Hiçbir baba yoktur ki pervane kesilmesin, Ayağına diken batsa çocuğunun başında. Sana olan sevgimiz, isteriz eksilmesin. Bitmeyecek sevdasın, yüreklerde sen oğlum.
Bin bir çiçek açıldı doğumunla birlikte. Gülüşünle sevindik, ağlamanla üzüldük. Sayende bütün olduk, annenle hep birlikte. Eksik olan yanımızı tamamladın sen oğlum.
Minicik ellerinle tutunca ellerimden, Bir dostun güvenini hissettim yüreğimde.
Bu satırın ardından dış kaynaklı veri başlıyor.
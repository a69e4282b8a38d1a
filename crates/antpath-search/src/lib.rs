//! Time-sliced A* path search over an [`antpath_core::Grid`].
//!
//! A search is started once and then advanced a bounded number of node
//! expansions at a time, so callers can spread an expensive query over
//! several frames:
//!
//! - [`PathSearch`] is the resumable A* engine.
//! - [`SearchSession`] wraps one engine together with the bookkeeping a
//!   renderer needs to receive each path node once.
//! - [`Scheduler`] drives many sessions over one shared grid, one
//!   [`tick`](Scheduler::tick) per frame.
//!
//! Movement is 8-connected. A diagonal step is only allowed when both
//! orthogonal cells around its corner are passable, see [`Neighbors`].
//! Each step costs the travel cost modifier of the cell entered, and the
//! remaining distance is estimated with [`octile`].
//!
//! The grid is never mutated by a search; any number of searches on any
//! number of threads may share one `&Grid`.

mod arena;
mod distance;
mod error;
mod neighbors;
mod scheduler;
mod search;
mod session;
mod traits;

pub use distance::{octile, step_cost};
pub use error::SearchError;
pub use neighbors::Neighbors;
pub use scheduler::{DEFAULT_STEP_BUDGET, Scheduler, SchedulerConfig, TickReport};
pub use search::{PathSearch, SearchStatus};
pub use session::{SearchSession, SessionId};
pub use traits::{PathFinder, PathSink};
use std::cmp::Ordering;

use antpath_core::Node;

// ---------------------------------------------------------------------------
// Search nodes
// ---------------------------------------------------------------------------

/// Where a search node currently sits.
#[derive(Clone, Copy, Debug, PartialEq, Eq)]
pub(crate) enum NodeState {
    /// Queued; `seq` is the insertion order of its live open-set entry.
    Open { seq: u64 },
    /// Expanded; never reconsidered.
    Closed,
    /// Discovered but not queued: freshly created, or the goal.
    Unqueued,
}

/// Per-search wrapper around a grid node.
#[derive(Clone, Debug)]
pub(crate) struct SearchNode<'g> {
    pub(crate) target: &'g Node,
    /// Arena id of the node this one was reached from.
    pub(crate) parent: Option<usize>,
    pub(crate) travel_cost: f32,
    pub(crate) heuristic_cost: f32,
    pub(crate) state: NodeState,
}

impl<'g> SearchNode<'g> {
    /// A parentless node with zero costs.
    pub(crate) fn new(target: &'g Node, state: NodeState) -> Self {
        Self {
            target,
            parent: None,
            travel_cost: 0.0,
            heuristic_cost: 0.0,
            state,
        }
    }

    #[inline]
    pub(crate) fn total_cost(&self) -> f32 {
        self.travel_cost + self.heuristic_cost
    }
}

/// Open-set entry ordered for `BinaryHeap` (a max-heap) so that the lowest
/// total cost pops first, and among equal costs the earliest insertion.
#[derive(Clone, Copy, Debug)]
pub(crate) struct OpenEntry {
    pub(crate) id: usize,
    pub(crate) total: f32,
    pub(crate) seq: u64,
}

impl Ord for OpenEntry {
    fn cmp(&self, other: &Self) -> Ordering {
        // Reversed on both keys.
        other
            .total
            .total_cmp(&self.total)
            .then_with(|| other.seq.cmp(&self.seq))
    }
}

impl PartialOrd for OpenEntry {
    fn partial_cmp(&self, other: &Self) -> Option<Ordering> {
        Some(self.cmp(other))
    }
}

impl PartialEq for OpenEntry {
    fn eq(&self, other: &Self) -> bool {
        self.cmp(other) == Ordering::Equal
    }
}

impl Eq for OpenEntry {}

// ---------------------------------------------------------------------------
// Arena
// ---------------------------------------------------------------------------

#[derive(Clone, Copy, Default)]
struct Slot {
    generation: u32,
    id: usize,
}

/// Storage for one search's [`SearchNode`]s.
///
/// Nodes are addressed by their position in the arena; parents are stored
/// as arena ids, so the parent links form a tree without any shared
/// ownership. A dense per-grid-cell lookup maps grid indices to arena ids.
/// Resetting only bumps a generation counter, so the lookup table is reused
/// between searches on same-sized grids without being cleared.
pub(crate) struct Arena<'g> {
    nodes: Vec<SearchNode<'g>>,
    lookup: Vec<Slot>,
    generation: u32,
}

impl<'g> Arena<'g> {
    pub(crate) fn new() -> Self {
        Self {
            nodes: Vec::new(),
            lookup: Vec::new(),
            generation: 0,
        }
    }

    /// Forget every node and size the lookup for a grid of `grid_len`
    /// cells.
    pub(crate) fn reset(&mut self, grid_len: usize) {
        self.nodes.clear();
        self.generation = self.generation.wrapping_add(1);
        if self.generation == 0 || self.lookup.len() != grid_len {
            // Stale slots could alias the new generation; start clean.
            self.lookup.clear();
            self.lookup.resize(grid_len, Slot::default());
            self.generation = 1;
        }
    }

    /// Arena id of the node wrapping grid cell `grid_index`, if any.
    #[inline]
    pub(crate) fn find(&self, grid_index: usize) -> Option<usize> {
        let slot = self.lookup.get(grid_index)?;
        (slot.generation == self.generation).then_some(slot.id)
    }

    /// Store `node` for grid cell `grid_index` and return its arena id.
    pub(crate) fn insert(&mut self, grid_index: usize, node: SearchNode<'g>) -> usize {
        let id = self.nodes.len();
        self.nodes.push(node);
        if let Some(slot) = self.lookup.get_mut(grid_index) {
            *slot = Slot {
                generation: self.generation,
                id,
            };
        }
        id
    }

    #[inline]
    pub(crate) fn get(&self, id: usize) -> &SearchNode<'g> {
        &self.nodes[id]
    }

    #[inline]
    pub(crate) fn get_mut(&mut self, id: usize) -> &mut SearchNode<'g> {
        &mut self.nodes[id]
    }

    /// Number of nodes discovered so far.
    #[inline]
    pub(crate) fn len(&self) -> usize {
        self.nodes.len()
    }

    /// Grid nodes from the root to `id`, following parent links.
    pub(crate) fn trace(&self, id: usize) -> Vec<&'g Node> {
        let mut path = Vec::new();
        let mut cur = Some(id);
        while let Some(i) = cur {
            let n = &self.nodes[i];
            path.push(n.target);
            cur = n.parent;
        }
        path.reverse();
        path
    }
}
impl<'g> Scheduler<'g> {
    pub fn new(grid: &'g Grid, config: SchedulerConfig) -> Self {
        Self {
            grid,
            config,
            sessions: BTreeMap::new(),
            next_id: 0,
            ticks: 0,
        }
    }

    #[inline]
    pub fn grid(&self) -> &'g Grid {
        self.grid
    }

    #[inline]
    pub fn config(&self) -> SchedulerConfig {
        self.config
    }

    pub fn set_config(&mut self, config: SchedulerConfig) {
        self.config = config;
    }

    /// Ticks run so far.
    #[inline]
    pub fn ticks(&self) -> u64 {
        self.ticks
    }

    /// Start a search from `start` to `end` in a new session.
    pub fn spawn(&mut self, start: &'g Node, end: &'g Node) -> Result<SessionId, SearchError> {
        let id = SessionId(self.next_id);
        let mut session = SearchSession::new(id);
        session.start_search(self.grid, start, end)?;
        self.next_id += 1;
        self.sessions.insert(id, session);
        log::debug!("session {id} spawned: {} -> {}", start.pos(), end.pos());
        Ok(id)
    }

    /// Like [`spawn`](Self::spawn), with tile coordinates.
    pub fn spawn_at(&mut self, start: TilePos, end: TilePos) -> Result<SessionId, SearchError> {
        let start = self.resolve(start)?;
        let end = self.resolve(end)?;
        self.spawn(start, end)
    }

    /// Point an existing session at a new request.
    pub fn restart(
        &mut self,
        id: SessionId,
        start: &'g Node,
        end: &'g Node,
    ) -> Result<(), SearchError> {
        let grid = self.grid;
        self.sessions
            .get_mut(&id)
            .ok_or(SearchError::UnknownSession(id))?
            .start_search(grid, start, end)
    }

    fn resolve(&self, pos: TilePos) -> Result<&'g Node, SearchError> {
        self.grid.node_at_pos(pos).ok_or(SearchError::OffGrid {
            x: pos.x,
            y: pos.y,
        })
    }

    /// Advance every unfinished session once.
    pub fn tick(&mut self) -> Result<TickReport, SearchError> {
        self.ticks += 1;
        let mut report = TickReport {
            tick: self.ticks,
            ..TickReport::default()
        };
        for (&id, session) in self.sessions.iter_mut() {
            if session.is_complete() {
                continue;
            }
            let budget = session.step_budget().unwrap_or(self.config.step_budget);
            let status = session.advance(budget)?;
            report.advanced += 1;
            if status.is_complete() {
                log::debug!(
                    "session {id} finished on tick {}: {} nodes",
                    self.ticks,
                    session.path_len()
                );
                report.completed.push(id);
            }
        }
        Ok(report)
    }

    /// Tick until every session is complete or `max_ticks` ticks have run.
    ///
    /// Returns the number of ticks run by this call.
    pub fn run_until_idle(&mut self, max_ticks: u64) -> Result<u64, SearchError> {
        let mut ran = 0;
        while ran < max_ticks && !self.is_idle() {
            self.tick()?;
            ran += 1;
        }
        if !self.is_idle() {
            log::warn!(
                "{} sessions still searching after {ran} ticks",
                self.sessions.values().filter(|s| !s.is_complete()).count()
            );
        }
        Ok(ran)
    }

    pub fn session(&self, id: SessionId) -> Option<&SearchSession<'g>> {
        self.sessions.get(&id)
    }

    pub fn session_mut(&mut self, id: SessionId) -> Option<&mut SearchSession<'g>> {
        self.sessions.get_mut(&id)
    }

    /// Sessions in id order.
    pub fn sessions(&self) -> impl Iterator<Item = &SearchSession<'g>> {
        self.sessions.values()
    }

    /// Status of session `id`.
    pub fn status(&self, id: SessionId) -> Result<SearchStatus, SearchError> {
        self.session(id)
            .map(SearchSession::status)
            .ok_or(SearchError::UnknownSession(id))
    }

    /// Cancel session `id`, dropping all of its search state.
    pub fn remove(&mut self, id: SessionId) -> Option<SearchSession<'g>> {
        let removed = self.sessions.remove(&id);
        if removed.is_some() {
            log::debug!("session {id} removed");
        }
        removed
    }

    #[inline]
    pub fn len(&self) -> usize {
        self.sessions.len()
    }

    #[inline]
    pub fn is_empty(&self) -> bool {
        self.sessions.is_empty()
    }

    /// Whether no session is still searching.
    pub fn is_idle(&self) -> bool {
        self.sessions.values().all(SearchSession::is_complete)
    }

    /// Hand every session's not yet emitted path nodes to `sink`.
    ///
    /// Returns the number of nodes handed out.
    pub fn drain_paths(&mut self, sink: &mut impl PathSink) -> usize {
        let mut total = 0;
        for (&id, session) in self.sessions.iter_mut() {
            let nodes = session.take_new_path_nodes();
            if !nodes.is_empty() {
                total += nodes.len();
                sink.path_nodes(id, nodes);
            }
        }
        total
    }
}

#[cfg(test)]
mod tests {
    use super::*;
    use crate::PathSearch;
    use antpath_core::NodeInit;

    fn grid(rows: &[&str]) -> Grid {
        let dim_y = rows.len() as u32;
        let dim_x = rows[0].len() as u32;
        Grid::from_fn(dim_x, dim_y, 1, |x, y| {
            match rows[y as usize].as_bytes()[x as usize] {
                b'#' => NodeInit::blocked(),
                _ => NodeInit::default(),
            }
        })
        .unwrap()
    }

    const MAZE: [&str; 9] = [
        "..........",
        ".########.",
        ".#......#.",
        ".#.####.#.",
        ".#.#..#.#.",
        ".#.#.##.#.",
        ".#.#....#.",
        ".#.######.",
        "..........",
    ];

    #[derive(Default)]
    struct Collect(Vec<(SessionId, Vec<(u32, u32)>)>);

    impl PathSink for Collect {
        fn path_nodes(&mut self, id: SessionId, nodes: &[&Node]) {
            self.0
                .push((id, nodes.iter().map(|n| (n.x(), n.y())).collect()));
        }
    }

    #[test]
    fn default_budget() {
        assert_eq!(SchedulerConfig::default().step_budget, 20);
    }

    #[test]
    fn tick_advances_each_session_by_budget() {
        let g = grid(&MAZE);
        let mut sched = Scheduler::new(&g, SchedulerConfig { step_budget: 3 });
        let a = sched.spawn_at(TilePos::new(0, 0), TilePos::new(4, 4)).unwrap();
        let b = sched.spawn_at(TilePos::new(9, 8), TilePos::new(4, 4)).unwrap();
        assert_eq!((a, b), (SessionId(0), SessionId(1)));

        let report = sched.tick().unwrap();
        assert_eq!(report.tick, 1);
        assert_eq!(report.advanced, 2);
        assert!(report.completed.is_empty());
        for s in sched.sessions() {
            assert_eq!(s.search().expanded(), 3);
        }
    }

    #[test]
    fn run_until_idle_completes_all() {
        let g = grid(&MAZE);
        let mut sched = Scheduler::new(&g, SchedulerConfig::default());
        let origins = [(0, 0), (9, 0), (0, 8), (9, 8)];
        for (x, y) in origins {
            sched.spawn_at(TilePos::new(x, y), TilePos::new(4, 4)).unwrap();
        }
        let ticks = sched.run_until_idle(1_000).unwrap();
        assert!(ticks > 1);
        assert!(sched.is_idle());
        assert_eq!(sched.ticks(), ticks);
        for s in sched.sessions() {
            assert_eq!(s.status(), SearchStatus::Found);
            let path = s.path().unwrap();
            assert_eq!(path.last().unwrap().pos(), TilePos::new(4, 4));
        }
        // Nothing left to do.
        assert_eq!(sched.run_until_idle(10).unwrap(), 0);
    }

    #[test]
    fn results_match_unsliced_search() {
        let g = grid(&MAZE);
        let mut sched = Scheduler::new(&g, SchedulerConfig { step_budget: 1 });
        let id = sched.spawn_at(TilePos::new(9, 8), TilePos::new(4, 4)).unwrap();
        sched.run_until_idle(10_000).unwrap();

        let mut engine = PathSearch::new();
        engine
            .start_search(&g, g.node_at(9, 8).unwrap(), g.node_at(4, 4).unwrap())
            .unwrap();
        engine.advance(0).unwrap();

        let session = sched.session(id).unwrap();
        assert_eq!(session.path().unwrap(), engine.path().unwrap());
        assert_eq!(session.search().expanded(), engine.expanded());
    }

    #[test]
    fn completion_is_reported_once() {
        let g = grid(&["....", "....", "....", "...."]);
        let mut sched = Scheduler::new(&g, SchedulerConfig { step_budget: 2 });
        let id = sched.spawn_at(TilePos::new(0, 0), TilePos::new(3, 3)).unwrap();
        // 3 expansions are needed: 2 in the first tick, 1 in the second.
        assert!(sched.tick().unwrap().completed.is_empty());
        assert_eq!(sched.tick().unwrap().completed, vec![id]);
        let third = sched.tick().unwrap();
        assert_eq!(third.advanced, 0);
        assert!(third.completed.is_empty());
    }

    #[test]
    fn per_session_budget_override() {
        let g = grid(&MAZE);
        let mut sched = Scheduler::new(&g, SchedulerConfig { step_budget: 1 });
        let fast = sched.spawn_at(TilePos::new(0, 0), TilePos::new(4, 4)).unwrap();
        sched.session_mut(fast).unwrap().set_step_budget(Some(0));
        let slow = sched.spawn_at(TilePos::new(9, 8), TilePos::new(4, 4)).unwrap();
        let report = sched.tick().unwrap();
        assert_eq!(report.completed, vec![fast]);
        assert_eq!(sched.status(slow).unwrap(), SearchStatus::InProgress);
    }

    #[test]
    fn drain_emits_each_path_once() {
        let g = grid(&["....", "....", "....", "...."]);
        let mut sched = Scheduler::new(&g, SchedulerConfig { step_budget: 1 });
        let a = sched.spawn_at(TilePos::new(0, 0), TilePos::new(3, 3)).unwrap();
        let b = sched.spawn_at(TilePos::new(3, 0), TilePos::new(3, 1)).unwrap();

        let mut sink = Collect::default();
        sched.tick().unwrap();
        // Session b is adjacent to its target and done after one expansion.
        assert_eq!(sched.drain_paths(&mut sink), 2);
        assert_eq!(sink.0, vec![(b, vec![(3, 0), (3, 1)])]);

        sched.run_until_idle(100).unwrap();
        assert_eq!(sched.drain_paths(&mut sink), 4);
        assert_eq!(sink.0[1], (a, vec![(0, 0), (1, 1), (2, 2), (3, 3)]));
        assert_eq!(sched.drain_paths(&mut sink), 0);
        assert_eq!(sink.0.len(), 2);
    }

    #[test]
    fn remove_cancels_session() {
        let g = grid(&MAZE);
        let mut sched = Scheduler::new(&g, SchedulerConfig { step_budget: 1 });
        let id = sched.spawn_at(TilePos::new(0, 0), TilePos::new(4, 4)).unwrap();
        sched.tick().unwrap();
        assert!(sched.remove(id).is_some());
        assert!(sched.is_empty());
        assert!(sched.is_idle());
        assert!(sched.remove(id).is_none());
        assert_eq!(sched.status(id), Err(SearchError::UnknownSession(id)));
        // Ids are not reused.
        let next = sched.spawn_at(TilePos::new(0, 0), TilePos::new(1, 0)).unwrap();
        assert_eq!(next, SessionId(1));
    }

    #[test]
    fn restart_reuses_session() {
        let g = grid(&["....", "....", "....", "...."]);
        let mut sched = Scheduler::new(&g, SchedulerConfig::default());
        let id = sched.spawn_at(TilePos::new(0, 0), TilePos::new(3, 3)).unwrap();
        sched.run_until_idle(10).unwrap();
        sched
            .restart(id, g.node_at(3, 3).unwrap(), g.node_at(3, 0).unwrap())
            .unwrap();
        assert!(!sched.is_idle());
        sched.run_until_idle(10).unwrap();
        assert_eq!(sched.session(id).unwrap().path_len(), 4);

        let missing = SessionId(42);
        assert_eq!(
            sched.restart(missing, g.node_at(0, 0).unwrap(), g.node_at(1, 1).unwrap()),
            Err(SearchError::UnknownSession(missing))
        );
    }

    #[test]
    fn off_grid_coordinates_are_rejected() {
        let g = grid(&["...", "..."]);
        let mut sched = Scheduler::new(&g, SchedulerConfig::default());
        assert_eq!(
            sched.spawn_at(TilePos::new(0, 0), TilePos::new(3, 1)),
            Err(SearchError::OffGrid { x: 3, y: 1 })
        );
        assert!(sched.is_empty());
    }

    #[test]
    fn foreign_nodes_do_not_create_sessions() {
        let g = grid(&["...", "..."]);
        let other = grid(&["...", "..."]);
        let mut sched = Scheduler::new(&g, SchedulerConfig::default());
        let err = sched
            .spawn(g.node_at(0, 0).unwrap(), other.node_at(2, 1).unwrap())
            .unwrap_err();
        assert_eq!(err, SearchError::ForeignNode { x: 2, y: 1 });
        assert!(sched.is_empty());
        assert_eq!(
            sched.spawn_at(TilePos::new(0, 0), TilePos::new(2, 1)).unwrap(),
            SessionId(0)
        );
    }

    #[test]
    fn schedulers_share_grid_across_threads() {
        let g = grid(&MAZE);
        let targets = [TilePos::new(4, 4), TilePos::new(9, 8), TilePos::new(0, 8)];

        let sequential: Vec<Vec<TilePos>> = targets
            .iter()
            .map(|&t| {
                let mut sched = Scheduler::new(&g, SchedulerConfig::default());
                let id = sched.spawn_at(TilePos::new(0, 0), t).unwrap();
                sched.run_until_idle(1_000).unwrap();
                let s = sched.session(id).unwrap();
                s.path().unwrap().iter().map(|n| n.pos()).collect()
            })
            .collect();

        let threaded: Vec<Vec<TilePos>> = std::thread::scope(|scope| {
            let handles: Vec<_> = targets
                .iter()
                .map(|&t| {
                    let g = &g;
                    scope.spawn(move || {
                        let mut sched =
                            Scheduler::new(g, SchedulerConfig { step_budget: 2 });
                        let id = sched.spawn_at(TilePos::new(0, 0), t).unwrap();
                        sched.run_until_idle(10_000).unwrap();
                        let s = sched.session(id).unwrap();
                        s.path().unwrap().iter().map(|n| n.pos()).collect()
                    })
                })
                .collect();
            handles.into_iter().map(|h| h.join().unwrap()).collect()
        });

        assert_eq!(sequential, threaded);
    }

    #[cfg(feature = "serde")]
    #[test]
    fn config_from_json() {
        let cfg: SchedulerConfig = serde_json::from_str(r#"{"step_budget":5}"#).unwrap();
        assert_eq!(cfg.step_budget, 5);
        let cfg: SchedulerConfig = serde_json::from_str("{}").unwrap();
        assert_eq!(cfg, SchedulerConfig::default());
    }
}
Sevgiyi, mutluluğu okudum gözlerinden. Hayatıma başka bir renk, katıverdin sen oğlum.
Dediğin her kelime, yeniden anlamlandı. Öğrendik teker teker onları beraberce. Yedi cüce, parmak çocuk, bir kez daha canlandı. Kaf Dağı'nın ardında, dolaştırdın sen oğlum.
Yaşamak mümkün olsa hep masal dünyasında, Tılsımlı bir tüy bizi kurtarırdı belki de. Şimdi bizler yaşarken bu çıkar dünyasında, Hep kendi göbeğini keseceksin sen oğlum.
Ne annen ne de baban, olmayacak yanında. Hayatın kulvarında koşacaksın yıllarca. Bu bayrak yarışının meçhul bir noktasında, Düşsen bile ayağa kalkmasını bil oğlum.
Mazlumlara yer yoktur, zalimler kervanında. Zayıfken güçlü gibi olmalısın her zaman. İtler bile kalleştir onların devranında. İte tasma takıver, yaltaklansın hep oğlum.
"Geldik ve gidiyoruz, şen olasın koca dünya." Gitmek de kalmak kadar, belki de daha zor ya. Dedik, birkaç söz edelim, yaşanılan ne varsa. Sözlerimi küpe diye kulağına tak oğlum.